Yanıt vermedim… Sonra bana baktı ve hayatım boyunca unutamayacağım o iki soruyu sordu.
"Dizginleri eline almak istiyor musun, istemiyor musun? Yaşadığın anların kontrolünün sende olmasını istiyor musun, istemiyor musun?"
"Evet!" dedim sonunda, kırk yıllık hayatımın en coşku dolu "evet"iydi bu.
Tarihler ekim 2016'yı gösteriyordu ve bu cümleleri yazan kesinlikle beni etkilemek için çaba sarf ediyor gibi görünmüştü gözüme. Aman yarabbi, bu kitap bana gerçekten bunun cevabını verebilir miydi? Neydi ki bu kitap? Kimdi ki? Konusunu bile okumadım, Dani'den falan haberim bile olmadı. Direkt okunacaklara-alınacaklara ekledim. Sonra da her denk geldiğimde o cümleleri içim dola dola okuyup, geçtim. Bekledim, her kitabın bir zamanı var. Sonunda yıl sonu indirimleri kapsamında Kitap Yurdu'nda Pegasus Yayınları'nın kitapları yüzde 50 indirime girdi ve uzun zamandır alınacaklarda beklettiğim kitapları sipariş ettim. Yalan yok, yine de bu isimli bir kitabı elime alıp gezdirmekten utanmadım değil. İspanyolcası'ndan Zeynep Heyzen Ateş çevirmiş. Nisan 2014 tarihli ilk basımı, 238 sayfa.

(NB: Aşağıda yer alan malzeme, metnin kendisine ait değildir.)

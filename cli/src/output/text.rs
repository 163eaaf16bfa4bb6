use crate::commands::compare::Verbosity;
use anyhow::Result;
use route_diff::{CellScalar, CompareReport, DiffEntry, Operation, KEY_COL};
use std::io::Write;

pub fn write_text_report<W: Write>(
    w: &mut W,
    report: &CompareReport,
    verbosity: Verbosity,
) -> Result<()> {
    if report.summary.is_clean() && report.summary.neutralized == 0 {
        writeln!(w, "No differences found.")?;
        write_summary(w, report)?;
        return Ok(());
    }

    if verbosity != Verbosity::Quiet {
        for entry in &report.entries {
            if let Some(line) = render_entry(entry, verbosity) {
                writeln!(w, "  {line}")?;
            }
        }
        writeln!(w)?;
    }

    write_summary(w, report)?;
    Ok(())
}

fn render_entry(entry: &DiffEntry, verbosity: Verbosity) -> Option<String> {
    match entry {
        DiffEntry::Equal { key } => {
            if verbosity == Verbosity::Verbose {
                Some(format!("{key}  unchanged"))
            } else {
                None
            }
        }
        DiffEntry::Different { key, mask, .. } => {
            let detail = match mask {
                Some(mask) => format!("{} cell(s) changed", mask.count()),
                None => "row count changed".to_string(),
            };
            Some(format!("~ {key}  {detail}"))
        }
        DiffEntry::ExtraLeft { key, operation, .. } => {
            Some(format!("- {key}  only in submitted route{}", describe(operation)))
        }
        DiffEntry::ExtraRight { key, operation, .. } => {
            Some(format!("+ {key}  only in staged route{}", describe(operation)))
        }
        DiffEntry::Neutralized { key, .. } => {
            Some(format!("= {key}  differs but matches production baseline"))
        }
        other => Some(format!("? {}  {other:?}", other.key())),
    }
}

/// First non-key text cell of the operation's first row, as a short label.
fn describe(op: &Operation) -> String {
    let label = op.rows.first().and_then(|row| {
        row.iter().enumerate().find_map(|(c, cell)| match cell {
            Some(CellScalar::Text(s)) if c > KEY_COL && !s.is_empty() => Some(s.as_str()),
            _ => None,
        })
    });
    match label {
        Some(text) => format!(" ({text})"),
        None => String::new(),
    }
}

fn write_summary<W: Write>(w: &mut W, report: &CompareReport) -> Result<()> {
    let s = &report.summary;
    writeln!(
        w,
        "Summary: {} equal, {} different, {} neutralized, {} only-submitted, {} only-staged",
        s.equal, s.different, s.neutralized, s.extra_left, s.extra_right
    )?;
    Ok(())
}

Dış kapağının dışında yarım şekilde bir ince dekoratif kapak daha yapmışlar. Arka kapakta 25 tl etiketi yapıştırılmış, ben 16,21 tl'ye almışım. Şimdi KitapYurdu'ndan 17,82 tl'ye yükselmiş görünüyor fiyatı.
Yazarımız Albert Espinosa
Yazarı Albert Espinosa 1974'te Barselona'da doğmuş, endüstri mühendisliği eğitimi almış aslında. Ama gitmiş oyun yazar, senaryo yazarı, roman yazarı, oyuncu ve film yönetmeni olmuş. Bu kadar azmin sebebi ne peki derseniz, 14 yaşında kanser teşhisi konduktan sonra senelerce hastanelerde geçmiş ömrü. Bir bacağını, akciğerinden karaciğerinden parçayı kaybetmiş. Haliyle tüm bunlardan sonra hayata bu kadar iştahla saldırmış olmalı.
Peki beklediğim şey mi çıktı kitap? Bana vaat ettiği cevapları verdi mi Albert Espinosa? Aslında o konuda baya bir hayal kırıklığı yaşattı. Çünkü sanırım henüz bana istediğim cevapları verebilecek biri yok. Her neyse. Bunun dışında ise çok bildik bir hikayeyi, hiç bilmediğimiz bir yoldan anlatıyor Espinosa. Belki birazcık bir kişisel gelişim kitabı gibi, kahramanımız Dani aracılığıyla, hayatla ilgili bir şeyler söylemeye, öğretmeye çalışıyor. Sevgilisinden ayrılmasından, adaya gidip kayıp çocuğu aramasına kadar her bir adımında Dani ile birlikte bir geçmişe, bir geleceğe gidip geliyoruz. Tüm hayatını tanıtıyor bize Dani. O hikayeden bu hikayeye hopluyoruz, hayatının her bir taşını birbirine bağlaya bağlaya ilerliyoruz, ilerlediğimizi bile fark etmeden. Bu açıdan benim için oldukça taze bir okumaydı, böyle bir anlatım yöntemine çok sık rastlamıyoruz. Ama konusu açısından ya da söyledikleri, söylemeye çalıştıkları açısından çok bilindikti. Ben yine bunları duymak istemiyorum dedim sık sık kitaba. Ben artık habire herkesin bunları söyleyip, hayatını yoluna koymak, hayatta yolunu bulmak çok kolaymış gibi göstermesinden bıktım usandım dedim. Kolaymış gibi de göstermiyor da, hani evet çok zorluklar var ama aşacaksın, başaracaksın gibi şeyler söylüyor en nihayetinde hepsi. Oysa gördüğünüz gibi 2011'den beri burada, hiçbir şey düzelmiyor. Ben de hiçbir şeyi başaramıyorum.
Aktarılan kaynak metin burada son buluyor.